July 17, 2024

Wei Qingtao, a crime family heiress involved in numerous illicit activities, previously displayed his opulent lifestyle on China’s Tiktok version, Douyin. He often displayed his extravagance from Myanmar’s remote Kokang zone, bordering China, showcasing luxurious vehicles, rare cigars, and private airplanes. However, this display of wealth came to an abrupt halt in November, when his social media accounts disappeared and he surfaced in a confession video under Chinese custody.

His arrest, along with the detentions of around 15 other alleged top crime family members, was highly publicized in Chinese news, serving as a demonstration of Beijing’s extensive powers. The Chinese Communist Party argued that the apprehensions are proof of their commitment to eradicating international criminal activity, regardless of the sinners’ locations.

Chinese media praised the detentions of the Myanmar crime syndicates, showcasing their efficacy in handling cyber-crime. The People’s Daily underlined the arrests as a solemn warning to law offenders that they wouldn’t escape subpoena irrespective of their might.

However, reality is different. A Washington Post probe found that Kokang’s criminal networks, mainly piloted by the Wei, Bai, and Liu families, have maintained longstanding ties with Chinese officials. Moreover, evidence indicates the Kokang syndicates significantly engaged with Chinese state officers in economic tasks worth hundreds of millions of dollars.

Although Kokang is almost inaccessible to journalists, the United Nations has found tens of thousands of people trafficked in its many scam compounds. Moreover, The Post discovered over 1,100 criminal instances related to Kokang over the past decade while analyzing Chinese court records.

The Kokang families, who operated legal and illegal enterprises simultaneously, acted as dependable associates and stability enforcers as Chinese President Xi Jinping advanced his colossal Belt and Road Initiative. In May 2023, for instance, the Liu family attended a significant China-Myanmar border trade fair advocating “mutually-beneficial cooperation” in Myanmar’s capital.

Frequently Asked Questions

What were the crimes committed by the Wei, Bai, and Liu families?

The alleged crimes by the Wei, Bai, and Liu families include human trafficking and enslavement, money laundering and global cyberscams. They ran both legal and illegal businesses, often from the same property.

How did China suppress these crime families?

The Chinese Communist Party led a crackdown on these crime families to demonstrate their commitment to eradicating international criminal activity. Wei Qingtao, along with about 15 other alleged top crime family members and their associates, were arrested and their cases were highly publicised in Chinese news.

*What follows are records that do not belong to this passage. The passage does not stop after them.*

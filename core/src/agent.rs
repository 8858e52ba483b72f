use rand::prelude::*;
use serde::{Deserialize, Serialize};
use std::collections::BTreeSet;

use crate::*;

/// Consecutive failed remote calls tolerated before a game is abandoned.
const MAX_TRANSPORT_STRIKES: u32 = 3;

/// How one finished game went.
#[derive(Clone, Debug, PartialEq, Eq, Serialize, Deserialize)]
pub struct GameReport {
    pub game_id: String,
    pub rows: Coord,
    pub cols: Coord,
    pub won: bool,
    pub revealed: CellCount,
    pub flagged: CellCount,
    pub guesses: u32,
}

/// Plays games against a [`GameApi`] by alternating deduction with, when
/// that stalls, a corner-biased blind reveal.
pub struct Agent<A, R> {
    api: A,
    rng: R,
}

impl<A: GameApi, R: Rng> Agent<A, R> {
    pub fn new(api: A, rng: R) -> Self {
        Self { api, rng }
    }

    pub fn api(&self) -> &A {
        &self.api
    }

    /// Runs a single game from `new_game` to its terminal state.
    pub fn play_game(&mut self) -> Result<GameReport> {
        let mut board = Board::default();
        let opening = self.api.new_game()?;
        board.ingest(&opening);
        log::info!("game {} ({}x{})", board.game_id, board.rows, board.cols);

        let mut guesses: u32 = 0;
        let mut strikes: u32 = 0;
        let mut opened = false;

        while !board.game_over {
            if let Some(mines) = board.mines_remaining {
                log::debug!("{mines} mines left to find");
            }
            let step = if !opened {
                // opening move in the middle of the board
                let center = (board.rows / 2, board.cols / 2);
                let sent = self.send(&mut board, Move::reveal(center));
                opened = sent.is_ok();
                sent
            } else {
                let moves = deduce(&board);
                if moves.is_empty() {
                    log::debug!("deduction stalled, guessing");
                    match self.guess(&mut board) {
                        Ok(true) => {
                            guesses += 1;
                            Ok(())
                        }
                        Ok(false) => return Err(AgentError::ExhaustedBoard),
                        Err(err) => Err(err),
                    }
                } else {
                    self.execute(&mut board, &moves).map(|_| ())
                }
            };

            match step {
                Ok(()) => strikes = 0,
                Err(err) => {
                    strikes += 1;
                    log::warn!("remote call failed ({strikes}/{MAX_TRANSPORT_STRIKES}): {err}");
                    if strikes >= MAX_TRANSPORT_STRIKES {
                        return Err(err.into());
                    }
                }
            }
        }

        let report = GameReport {
            game_id: board.game_id.clone(),
            rows: board.rows,
            cols: board.cols,
            won: board.won,
            revealed: board.revealed_count(),
            flagged: board.flagged_count(),
            guesses,
        };
        if report.won {
            log::info!("won game {} after {} guesses", report.game_id, report.guesses);
        } else {
            log::info!("lost game {} with {} cells revealed", report.game_id, report.revealed);
        }
        Ok(report)
    }

    /// Sends a deduced batch, reveals before flags, skipping whatever the
    /// server resolved in the meantime. True when at least one move went
    /// out. The first failed call aborts the rest of the batch.
    pub fn execute(
        &mut self,
        board: &mut Board,
        moves: &BTreeSet<Move>,
    ) -> Result<bool, TransportError> {
        let mut sent_any = false;
        for &mv in moves {
            if board.game_over {
                break;
            }
            if is_satisfied(board, mv) {
                log::debug!("skipping {:?} {:?}, already satisfied", mv.kind, mv.coord);
                continue;
            }
            self.send(board, mv)?;
            sent_any = true;
        }
        Ok(sent_any)
    }

    /// Blind reveal for when no move is certain: a hidden corner while one
    /// is left, any hidden cell otherwise. False means the board has
    /// nothing left to try.
    pub fn guess(&mut self, board: &mut Board) -> Result<bool, TransportError> {
        let Some(coords) = self.pick_guess(board) else {
            return Ok(false);
        };
        self.send(board, Move::reveal(coords))?;
        Ok(true)
    }

    fn pick_guess(&mut self, board: &Board) -> Option<Coord2> {
        let (rows, cols) = board.size();
        let corners = [
            (0, 0),
            (0, cols.saturating_sub(1)),
            (rows.saturating_sub(1), 0),
            (rows.saturating_sub(1), cols.saturating_sub(1)),
        ];
        let fresh: Vec<Coord2> = corners
            .into_iter()
            .filter(|&coords| board.cell(coords).is_some_and(|cell| cell.is_hidden()))
            .collect();
        if let Some(&coords) = fresh.choose(&mut self.rng) {
            log::debug!("guessing corner {coords:?}");
            return Some(coords);
        }

        // hidden_cells follows map order, which varies per board instance
        let mut hidden: Vec<Coord2> = board.hidden_cells().collect();
        hidden.sort_unstable();
        let coords = hidden.choose(&mut self.rng).copied();
        if let Some(coords) = coords {
            log::debug!("guessing {coords:?} out of {} hidden cells", hidden.len());
        }
        coords
    }

    fn send(&mut self, board: &mut Board, mv: Move) -> Result<(), TransportError> {
        log::debug!("{:?} {:?}", mv.kind, mv.coord);
        let update = match mv.kind {
            MoveKind::Reveal => self.api.reveal(&board.game_id, mv.coord)?,
            MoveKind::Flag => self.api.flag(&board.game_id, mv.coord)?,
        };
        board.ingest(&update);
        Ok(())
    }
}

fn is_satisfied(board: &Board, mv: Move) -> bool {
    let Some(cell) = board.cell(mv.coord) else {
        return false;
    };
    match mv.kind {
        MoveKind::Reveal => cell.revealed,
        MoveKind::Flag => cell.flagged,
    }
}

What is the significance of Beijing’s crackdown on these crime families?

The crackdown represented China’s ability to exert its influence and take action against criminal activity. It served as a demonstration of Beijing’s extensive powers and its commitment to eradicating international criminal activity. However, the investigation revealed that these crime syndicates engaged significantly with Chinese state officers in various economic tasks, indicating a complex relationship.The Washington Post has uncovered the operations of powerful families in Myanmar who have managed to create an elaborate criminal network that brings in billions annually. According to the U.N. Office on Drugs and Crime (UNODC), these families have exploited a mostly ethnic Han Chinese region called Kokang, establishing it as a hub for atrocities like scam operations and trafficking. As a result of their influence, they were assumed untouchable by Jeremy Douglas from UNODC.

However, the ripple effects of the scams and trafficking started causing unrest among Chinese victims who lost substantial amounts of money. Eventually, China had to act against these families as internal turmoil began to rise. In May, China’s Anti-Fraud Center reported a remarkable figure of $157 billion, intercepted since 2021, relative to scam activities, although countless cases remain unsolved.

Even though China is attempting to dismantle these networks, it has been a challenging task. These intricate organizations, tied to the Kokang families, have shown resilience, according to data derived from visits to their offices in Yangon, Myanmar’s commercial capital, and analysis of their cryptocurrency wallets by Chainalysis. There seems to be a surge in other scam operations led by competing groups in different parts of Myanmar and Southeast Asia.

It’s worth noting that these families played a significant role in developing the Chinese-Myanmar economic tie. Jason Tower of the U.S. Institute of Peace remarks that their financial influence emerges from these illegal businesses and an extensive network of relationships they’ve built with top political and economic figures all over China.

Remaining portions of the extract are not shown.